Reproduce the whole listing, keeping every character the same.

• • • • • • •

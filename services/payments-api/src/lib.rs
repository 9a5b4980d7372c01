pub mod config;
pub mod errors;
pub mod handlers;
pub mod metrics;
pub mod mocks;
pub mod models;

use payment_adapters::{
    provider1::Provider1Connector, provider2::Provider2Connector, PaymentProvider, PaymentRouter,
};
use std::sync::Arc;

/// Wire both provider adapters, each with its own breaker, into a router
pub fn build_router(config: &config::Config) -> payment_adapters::Result<PaymentRouter> {
    let [provider1, provider2] = config.provider_configs();
    let breaker = &config.circuit_breaker;

    let providers: Vec<Arc<dyn PaymentProvider>> = vec![
        Arc::new(Provider1Connector::new(provider1, breaker.clone())?),
        Arc::new(Provider2Connector::new(provider2, breaker.clone())?),
    ];

    PaymentRouter::new(providers, config.retry_policy())
}

/// Install the JSON tracing subscriber (`RUST_LOG`, default `info`)
pub fn init_tracing() {
    use tracing_subscriber::EnvFilter;

    let filter = EnvFilter::try_from_default_env().unwrap_or_else(|_| EnvFilter::new("info"));
    tracing_subscriber::fmt()
        .with_env_filter(filter)
        .with_target(false)
        .json()
        .init();
}
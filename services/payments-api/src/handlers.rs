use crate::errors::ApiError;
use crate::metrics;
use crate::models::*;
use actix_web::{web, HttpRequest, HttpResponse};
use payment_adapters::{PaymentRequest, PaymentRouter, RefundRequest};
use std::sync::Arc;
use std::time::Instant;
use tracing::error;

/// Process start, reported by `/status`
#[derive(Debug, Clone, Copy)]
pub struct StartedAt(pub Instant);

impl Default for StartedAt {
    fn default() -> Self {
        Self(Instant::now())
    }
}

// ===== Service Status =====
pub async fn service_status(started_at: web::Data<StartedAt>) -> HttpResponse {
    HttpResponse::Ok().json(StatusResponse {
        status: "ok".to_string(),
        service: env!("CARGO_PKG_NAME").to_string(),
        version: env!("CARGO_PKG_VERSION").to_string(),
        uptime_seconds: started_at.0.elapsed().as_secs(),
    })
}

// ===== Create Payment =====
pub async fn create_payment(
    body: web::Json<CreatePaymentBody>,
    router: web::Data<Arc<PaymentRouter>>,
) -> Result<HttpResponse, ApiError> {
    let request = PaymentRequest::try_from(body.into_inner())?;
    let result = router.charge(request).await?;

    Ok(HttpResponse::Created().json(result))
}

// ===== Get Payment =====
pub async fn get_payment(
    path: web::Path<String>,
    router: web::Data<Arc<PaymentRouter>>,
) -> Result<HttpResponse, ApiError> {
    let id = path.into_inner();
    let result = router.find(&id).await?;

    Ok(HttpResponse::Ok().json(result))
}

// ===== Refund Payment =====
pub async fn refund_payment(
    path: web::Path<String>,
    body: web::Json<RefundBody>,
    router: web::Data<Arc<PaymentRouter>>,
) -> Result<HttpResponse, ApiError> {
    let id = path.into_inner();
    let request = RefundRequest::try_from(body.into_inner())?;
    let result = router.refund(&id, request).await?;

    Ok(HttpResponse::Created().json(result))
}

// ===== Provider Breakers =====
pub async fn providers_status(router: web::Data<Arc<PaymentRouter>>) -> HttpResponse {
    let providers = router
        .providers()
        .iter()
        .filter_map(|p| p.breaker_snapshot())
        .collect();

    HttpResponse::Ok().json(ProvidersStatusResponse { providers })
}

// ===== Prometheus =====
pub async fn prometheus_metrics() -> Result<HttpResponse, ApiError> {
    let body = metrics::metrics_handler().map_err(|e| {
        error!("Failed to render metrics: {}", e);
        ApiError::Internal(e.to_string())
    })?;

    Ok(HttpResponse::Ok()
        .content_type("text/plain; version=0.0.4")
        .body(body))
}

fn json_error(err: actix_web::error::JsonPayloadError, _req: &HttpRequest) -> actix_web::Error {
    ApiError::Validation(err.to_string()).into()
}

pub fn configure_routes(cfg: &mut web::ServiceConfig) {
    cfg.app_data(web::JsonConfig::default().error_handler(json_error))
        .service(
            web::scope("/payments")
                .route("", web::post().to(create_payment))
                .route("/{id}", web::get().to(get_payment))
                .route("/{id}/refund", web::post().to(refund_payment)),
        )
        .route("/providers/status", web::get().to(providers_status))
        .route("/status", web::get().to(service_status))
        .route("/metrics", web::get().to(prometheus_metrics));
}
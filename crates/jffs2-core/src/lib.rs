use anyhow::{Context, Result};
use chrono::{DateTime, Utc};
use serde::{Deserialize, Serialize};
use std::path::{Path, PathBuf};
use std::time::Instant;

pub mod error;
pub mod forensics;
pub mod fs;
pub mod recovery;
pub mod timeline;

pub use error::{DecodeError, Jffs2Error};
pub use fs::common::{DumpImage, Endianness};
pub use fs::jffs2::{
    CompressionMethod, DiagnosticKind, DirentNode, HeaderCheck, InodeNode, Jffs2Filesystem,
    Jffs2Node, NodeKind, OpaqueNode, ScanConfig, ScanDiagnostic,
};
pub use recovery::{
    ChildEntry, EntryKind, FileHistory, FileSnapshot, FlushReason, ReplayEvent, TreeEntry,
    TreeView,
};
pub use timeline::{Timeline, TimelineAction, TimelineEvent, TimelineStatistics};

/// Summary of one scanned dump
#[derive(Debug, Clone, Serialize, Deserialize)]
pub struct ScanReport {
    pub image_path: PathBuf,
    pub scanned_at: DateTime<Utc>,
    pub endianness: Endianness,
    pub image_size: u64,
    pub erased_bytes: u64,
    pub node_count: usize,
    pub dirent_count: usize,
    pub inode_node_count: usize,
    pub root_inodes: Vec<u32>,
    pub diagnostics: Vec<ScanDiagnostic>,
    pub scan_duration_ms: u64,
}

impl ScanReport {
    pub fn from_filesystem(image_path: &Path, fs: &Jffs2Filesystem, scan_duration_ms: u64) -> Self {
        let index = fs.index();
        ScanReport {
            image_path: image_path.to_path_buf(),
            scanned_at: Utc::now(),
            endianness: fs.config().endianness,
            image_size: fs.image_size(),
            erased_bytes: fs.erased_bytes(),
            node_count: index.nodes().len(),
            dirent_count: index.dirents().count(),
            inode_node_count: index.inodes().count(),
            root_inodes: fs.list_root_inodes(),
            diagnostics: fs.diagnostics().to_vec(),
            scan_duration_ms,
        }
    }
}

/// Main scanning function
pub fn scan_image(image_path: &Path, config: ScanConfig) -> Result<Jffs2Filesystem> {
    tracing::info!(
        "Starting scan of {} ({:?} endian)",
        image_path.display(),
        config.endianness
    );
    Jffs2Filesystem::open(image_path, config)
        .with_context(|| format!("scanning {}", image_path.display()))
}

/// Scan a dump and summarize what was found
pub fn scan_and_report(image_path: &Path, config: ScanConfig) -> Result<(Jffs2Filesystem, ScanReport)> {
    let started = Instant::now();
    let fs = scan_image(image_path, config)?;
    let report = ScanReport::from_filesystem(image_path, &fs, started.elapsed().as_millis() as u64);

    tracing::info!(
        "Scan complete: {} nodes, {} dirents, {} data nodes, {} diagnostics",
        report.node_count,
        report.dirent_count,
        report.inode_node_count,
        report.diagnostics.len()
    );

    Ok((fs, report))
}
/// Reconstruction of filesystem state from the node index
pub mod history;
pub mod tree;

pub use history::{
    all_file_histories, file_history, inode_names, replay_nodes, FileHistory, FileSnapshot,
    FlushReason, ReplayEvent,
};
pub use tree::{list_children, live_inodes, ChildEntry, EntryKind, TreeEntry, TreeView};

• • • • • • •

__Your response__
filename services/payments-api/src/lib.rs
repository 9a5b4980d7372c01
pub mod config;
pub mod errors;
pub mod handlers;
pub mod metrics;
pub mod mocks;
pub mod models;

use payment_adapters::{
    provider1::Provider1Connector, provider2::Provider2Connector, PaymentProvider, PaymentRouter,
};
use std::sync::Arc;

/// Wire both provider adapters, each with its own breaker, into a router
pub fn build_router(config: &config::Config) -> payment_adapters::Result<PaymentRouter> {
    let [provider1, provider2] = config.provider_configs();
    let breaker = &config.circuit_breaker;

    let providers: Vec<Arc<dyn PaymentProvider>> = vec![
        Arc::new(Provider1Connector::new(provider1, breaker.clone())?),
        Arc::new(Provider2Connector::new(provider2, breaker.clone())?),
    ];

    PaymentRouter::new(providers, config.retry_policy())
}

/// Install the JSON tracing subscriber (`RUST_LOG`, default `info`)
pub fn init_tracing() {
    use tracing_subscriber::EnvFilter;

    let filter = EnvFilter::try_from_default_env().unwrap_or_else(|_| EnvFilter::new("info"));
    tracing_subscriber::fmt()
        .with_env_filter(filter)
        .with_target(false)
        .json()
        .init();
}
filename services/payments-api/src/handlers.rs
use crate::errors::ApiError;
use crate::metrics;
use crate::models::*;
use actix_web::{web, HttpRequest, HttpResponse};
use payment_adapters::{PaymentRequest, PaymentRouter, RefundRequest};
use std::sync::Arc;
use std::time::Instant;
use tracing::error;

/// Process start, reported by `/status`
#[derive(Debug, Clone, Copy)]
pub struct StartedAt(pub Instant);

impl Default for StartedAt {
    fn default() -> Self {
        Self(Instant::now())
    }
}

// ===== Service Status =====
pub async fn service_status(started_at: web::Data<StartedAt>) -> HttpResponse {
    HttpResponse::Ok().json(StatusResponse {
        status: "ok".to_string(),
        service: env!("CARGO_PKG_NAME").to_string(),
        version: env!("CARGO_PKG_VERSION").to_string(),
        uptime_seconds: started_at.0.elapsed().as_secs(),
    })
}

// ===== Create Payment =====
pub async fn create_payment(
    body: web::Json<CreatePaymentBody>,
    router: web::Data<Arc<PaymentRouter>>,
) -> Result<HttpResponse, ApiError> {
    let request = PaymentRequest::try_from(body.into_inner())?;
    let result = router.charge(request).await?;

    Ok(HttpResponse::Created().json(result))
}

// ===== Get Payment =====
pub async fn get_payment(
    path: web::Path<String>,
    router: web::Data<Arc<PaymentRouter>>,
) -> Result<HttpResponse, ApiError> {
    let id = path.into_inner();
    let result = router.find(&id).await?;

    Ok(HttpResponse::Ok().json(result))
}

// ===== Refund Payment =====
pub async fn refund_payment(
    path: web::Path<String>,
    body: web::Json<RefundBody>,
    router: web::Data<Arc<PaymentRouter>>,
) -> Result<HttpResponse, ApiError> {
    let id = path.into_inner();
    let request = RefundRequest::try_from(body.into_inner())?;
    let result = router.refund(&id, request).await?;

    Ok(HttpResponse::Created().json(result))
}

// ===== Provider Breakers =====
pub async fn providers_status(router: web::Data<Arc<PaymentRouter>>) -> HttpResponse {
    let providers = router
        .providers()
        .iter()
        .filter_map(|p| p.breaker_snapshot())
        .collect();

    HttpResponse::Ok().json(ProvidersStatusResponse { providers })
}

// ===== Prometheus =====
pub async fn prometheus_metrics() -> Result<HttpResponse, ApiError> {
    let body = metrics::metrics_handler().map_err(|e| {
        error!("Failed to render metrics: {}", e);
        ApiError::Internal(e.to_string())
    })?;

    Ok(HttpResponse::Ok()
        .content_type("text/plain; version=0.0.4")
        .body(body))
}

fn json_error(err: actix_web::error::JsonPayloadError, _req: &HttpRequest) -> actix_web::Error {
    ApiError::Validation(err.to_string()).into()
}

pub fn configure_routes(cfg: &mut web::ServiceConfig) {
    cfg.app_data(web::JsonConfig::default().error_handler(json_error))
        .service(
            web::scope("/payments")
                .route("", web::post().to(create_payment))
                .route("/{id}", web::get().to(get_payment))
                .route("/{id}/refund", web::post().to(refund_payment)),
        )
        .route("/providers/status", web::get().to(providers_status))
        .route("/status", web::get().to(service_status))
        .route("/metrics", web::get().to(prometheus_metrics));
}
filename crates/jffs2-core/src/lib.rs
use anyhow::{Context, Result};
use chrono::{DateTime, Utc};
use serde::{Deserialize, Serialize};
use std::path::{Path, PathBuf};
use std::time::Instant;

pub mod error;
pub mod forensics;
pub mod fs;
pub mod recovery;
pub mod timeline;

pub use error::{DecodeError, Jffs2Error};
pub use fs::common::{DumpImage, Endianness};
pub use fs::jffs2::{
    CompressionMethod, DiagnosticKind, DirentNode, HeaderCheck, InodeNode, Jffs2Filesystem,
    Jffs2Node, NodeKind, OpaqueNode, ScanConfig, ScanDiagnostic,
};
pub use recovery::{
    ChildEntry, EntryKind, FileHistory, FileSnapshot, FlushReason, ReplayEvent, TreeEntry,
    TreeView,
};
pub use timeline::{Timeline, TimelineAction, TimelineEvent, TimelineStatistics};

/// Summary of one scanned dump
#[derive(Debug, Clone, Serialize, Deserialize)]
pub struct ScanReport {
    pub image_path: PathBuf,
    pub scanned_at: DateTime<Utc>,
    pub endianness: Endianness,
    pub image_size: u64,
    pub erased_bytes: u64,
    pub node_count: usize,
    pub dirent_count: usize,
    pub inode_node_count: usize,
    pub root_inodes: Vec<u32>,
    pub diagnostics: Vec<ScanDiagnostic>,
    pub scan_duration_ms: u64,
}

impl ScanReport {
    pub fn from_filesystem(image_path: &Path, fs: &Jffs2Filesystem, scan_duration_ms: u64) -> Self {
        let index = fs.index();
        ScanReport {
            image_path: image_path.to_path_buf(),
            scanned_at: Utc::now(),
            endianness: fs.config().endianness,
            image_size: fs.image_size(),
            erased_bytes: fs.erased_bytes(),
            node_count: index.nodes().len(),
            dirent_count: index.dirents().count(),
            inode_node_count: index.inodes().count(),
            root_inodes: fs.list_root_inodes(),
            diagnostics: fs.diagnostics().to_vec(),
            scan_duration_ms,
        }
    }
}

/// Main scanning function
pub fn scan_image(image_path: &Path, config: ScanConfig) -> Result<Jffs2Filesystem> {
    tracing::info!(
        "Starting scan of {} ({:?} endian)",
        image_path.display(),
        config.endianness
    );
    Jffs2Filesystem::open(image_path, config)
        .with_context(|| format!("scanning {}", image_path.display()))
}

/// Scan a dump and summarize what was found
pub fn scan_and_report(image_path: &Path, config: ScanConfig) -> Result<(Jffs2Filesystem, ScanReport)> {
    let started = Instant::now();
    let fs = scan_image(image_path, config)?;
    let report = ScanReport::from_filesystem(image_path, &fs, started.elapsed().as_millis() as u64);

    tracing::info!(
        "Scan complete: {} nodes, {} dirents, {} data nodes, {} diagnostics",
        report.node_count,
        report.dirent_count,
        report.inode_node_count,
        report.diagnostics.len()
    );

    Ok((fs, report))
}
/// Reconstruction of filesystem state from the node index
pub mod history;
pub mod tree;

pub use history::{
    all_file_histories, file_history, inode_names, replay_nodes, FileHistory, FileSnapshot,
    FlushReason, ReplayEvent,
};
pub use tree::{list_children, live_inodes, ChildEntry, EntryKind, TreeEntry, TreeView};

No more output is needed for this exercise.